Idiopathic osteonecrosis of the femoral head (idiopathic ONFH) is an ischemic disorder resulting in necrosis of the subchondral bone of the femoral head. COL2A1 mutations, including c.3508G>A, have been reported to be involved in its etiology. However, the etiological role of COL2A1 mutations in idiopathic ONFH remains controversial, because the pathology of idiopathic ONFH is ischemic necrosis, not epiphyseal dysplasia usually seen in the diseases caused by COL2A1 mutations. The purpose of this study is to examine whether COL2A1 mutations have causal relation with idiopathic ONFH or not. We recruited 1,451 Japanese patients with idiopathic ONFH, including steroid-, alcohol-, and neither steroid nor alcohol-associated (neither-associated) ONFH. The diagnosis was based on the criteria of the Japanese Research Committee on idiopathic ONFH of the Ministry of Health, Labour and Welfare. By whole-exome sequencing, entire COL2A1 coding regions and flanking introns were analyzed in 49 neither-associated ONFH patients. In addition, the c.3508G>A mutation of COL2A1 was checked in all idiopathic ONFH patients using the invader assay.
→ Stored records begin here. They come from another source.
//! The task handle: the public façade over a node in the supervision tree.

// Layer 1: Standard library imports
use std::future::Future;
use std::sync::atomic::{AtomicBool, Ordering};
use std::sync::{Arc, Weak};
use std::time::Duration;

// Layer 2: Third-party crate imports
use chrono::Utc;
use parking_lot::Mutex;
use tokio::sync::{oneshot, Notify};
use tokio::task::JoinHandle;
use tracing::{debug, error, info, warn};

// Layer 3: Internal module imports
use crate::config::SupervisorConfig;
use crate::error::{RunError, SupervisorError};
use crate::info::{debug_keys, Callback, ResourceLimits, TaskInfoInner, TaskSnapshot, TaskTreeNode};
use crate::monitor;
use crate::probe::ResourceProbe;
use crate::runtime::Runtime;
use crate::state::{Priority, TaskState};
use crate::util::TaskId;

/// The shared, lock-protected core of a task node.
///
/// Held behind an `Arc`; children keep only a `Weak<Inner>` back-pointer to
/// their parent so a child never keeps its parent alive.
pub(crate) struct Inner {
    pub(crate) id: TaskId,
    pub(crate) runtime: Runtime,
    pub(crate) config: SupervisorConfig,
    pub(crate) probe: Arc<dyn ResourceProbe>,
    pub(crate) info: Mutex<TaskInfoInner>,
    pub(crate) parent: Option<Weak<Inner>>,
    pub(crate) children: Mutex<Vec<Weak<Inner>>>,
    pub(crate) dependencies: Mutex<Vec<Weak<Inner>>>,
    pub(crate) dependents: Mutex<Vec<Weak<Inner>>>,
    pub(crate) terminal: Notify,
    pub(crate) cancel_signal: Notify,
    pub(crate) cancel_requested: AtomicBool,
    pub(crate) cancel_reason: Mutex<Option<String>>,
    pub(crate) monitor_handle: Mutex<Option<JoinHandle<()>>>,
    pub(crate) monitor_shutdown: Mutex<Option<oneshot::Sender<()>>>,
}

/// A handle to a single node in the supervision tree.
///
/// Cloning a `TaskHandle` is cheap (an `Arc` clone); every clone refers to
/// the same underlying node.
#[derive(Clone)]
pub struct TaskHandle(pub(crate) Arc<Inner>);

/// Scoped acquisition for a handle: guarantees the cleanup protocol runs
/// exactly once when the scope ends, regardless of how it ends.
///
/// Rust destructors cannot `.await`, so `Drop` only asserts cleanup already
/// ran (in debug builds) rather than performing it; callers MUST call
/// [`ScopeGuard::finish`] at the scope boundary.
pub struct ScopeGuard {
    handle: TaskHandle,
    finished: bool,
}

impl ScopeGuard {
    /// Runs the cleanup protocol, classifying the exit as `Completed` unless
    /// the handle already reached a different terminal state.
    pub async fn finish(mut self) {
        self.handle.run_cleanup(TaskState::Completed).await;
        self.finished = true;
    }

    pub fn handle(&self) -> &TaskHandle {
        &self.handle
    }
}

impl Drop for ScopeGuard {
    fn drop(&mut self) {
        if !self.finished {
            warn!(
                task = %self.handle.0.id,
                name = %self.handle.name(),
                "scope guard dropped without calling finish(); cleanup may be delayed"
            );
        }
    }
}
Whole-exome sequencing did not detect any COL2A1 mutations in the 49 patients. The c.3508G>A mutation was not found in any of the 1,451 patients. In conclusion, COL2A1 is unlikely to cause idiopathic ONFH. Epiphyseal dysplasia of the femoral head caused by COL2A1 mutations may radiographically mimic idiopathic ONFH. COL2A1 mutations should prompt clinical re-evaluation of the patient's phenotype.